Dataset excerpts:
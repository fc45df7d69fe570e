//! Time source for scheduling decisions.
//!
//! Timestamps on items and audit entries are wall-clock (`DateTime<Utc>`),
//! read through [`Clock`] so tests can pin and advance time exactly.

use chrono::{DateTime, Utc};
use std::sync::Mutex;
use std::time::Duration;

/// Source of "now".
pub trait Clock: Send + Sync {
    fn now(&self) -> DateTime<Utc>;
}

/// The system wall clock.
#[derive(Debug, Clone, Copy, Default)]
pub struct SystemClock;

impl Clock for SystemClock {
    fn now(&self) -> DateTime<Utc> {
        Utc::now()
    }
}

/// A clock that only moves when told to.
#[derive(Debug)]
pub struct ManualClock {
    now: Mutex<DateTime<Utc>>,
}

impl ManualClock {
    /// Creates a clock pinned at `start`.
    pub fn new(start: DateTime<Utc>) -> Self {
        ManualClock {
            now: Mutex::new(start),
        }
    }

    /// Creates a clock pinned at the Unix epoch.
    pub fn at_epoch() -> Self {
        Self::new(DateTime::<Utc>::UNIX_EPOCH)
    }

    /// Moves the clock forward by `by`.
    pub fn advance(&self, by: Duration) {
        let delta = chrono::Duration::from_std(by).unwrap_or(chrono::Duration::MAX);
        let mut now = self.lock();
        *now = now.checked_add_signed(delta).unwrap_or(*now);
    }

    /// Pins the clock at `to`.
    pub fn set(&self, to: DateTime<Utc>) {
        *self.lock() = to;
    }

    fn lock(&self) -> std::sync::MutexGuard<'_, DateTime<Utc>> {
        // A poisoned clock still holds a valid timestamp.
        self.now.lock().unwrap_or_else(|poisoned| poisoned.into_inner())
    }
}

impl Clock for ManualClock {
    fn now(&self) -> DateTime<Utc> {
        *self.lock()
    }
}

#[cfg(test)]
mod tests {
    use super::*;

    #[test]
    fn test_manual_clock_advances() {
        let clock = ManualClock::at_epoch();
        assert_eq!(clock.now().timestamp_millis(), 0);

        clock.advance(Duration::from_millis(1500));
        assert_eq!(clock.now().timestamp_millis(), 1500);

        clock.set(DateTime::from_timestamp_millis(42).unwrap());
        assert_eq!(clock.now().timestamp_millis(), 42);
    }
}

## Task item:
Using the entries above, print each one again without any alteration.

## Your response:
repository fc45df7d69fe570e
//! Time source for scheduling decisions.
//!
//! Timestamps on items and audit entries are wall-clock (`DateTime<Utc>`),
//! read through [`Clock`] so tests can pin and advance time exactly.

use chrono::{DateTime, Utc};
use std::sync::Mutex;
use std::time::Duration;

/// Source of "now".
pub trait Clock: Send + Sync {
    fn now(&self) -> DateTime<Utc>;
}

/// The system wall clock.
#[derive(Debug, Clone, Copy, Default)]
pub struct SystemClock;

impl Clock for SystemClock {
    fn now(&self) -> DateTime<Utc> {
        Utc::now()
    }
}

/// A clock that only moves when told to.
#[derive(Debug)]
pub struct ManualClock {
    now: Mutex<DateTime<Utc>>,
}

impl ManualClock {
    /// Creates a clock pinned at `start`.
    pub fn new(start: DateTime<Utc>) -> Self {
        ManualClock {
            now: Mutex::new(start),
        }
    }

    /// Creates a clock pinned at the Unix epoch.
    pub fn at_epoch() -> Self {
        Self::new(DateTime::<Utc>::UNIX_EPOCH)
    }

    /// Moves the clock forward by `by`.
    pub fn advance(&self, by: Duration) {
        let delta = chrono::Duration::from_std(by).unwrap_or(chrono::Duration::MAX);
        let mut now = self.lock();
        *now = now.checked_add_signed(delta).unwrap_or(*now);
    }

    /// Pins the clock at `to`.
    pub fn set(&self, to: DateTime<Utc>) {
        *self.lock() = to;
    }

    fn lock(&self) -> std::sync::MutexGuard<'_, DateTime<Utc>> {
        // A poisoned clock still holds a valid timestamp.
        self.now.lock().unwrap_or_else(|poisoned| poisoned.into_inner())
    }
}

impl Clock for ManualClock {
    fn now(&self) -> DateTime<Utc> {
        *self.lock()
    }
}

#[cfg(test)]
mod tests {
    use super::*;

    #[test]
    fn test_manual_clock_advances() {
        let clock = ManualClock::at_epoch();
        assert_eq!(clock.now().timestamp_millis(), 0);

        clock.advance(Duration::from_millis(1500));
        assert_eq!(clock.now().timestamp_millis(), 1500);

        clock.set(DateTime::from_timestamp_millis(42).unwrap());
        assert_eq!(clock.now().timestamp_millis(), 42);
    }
}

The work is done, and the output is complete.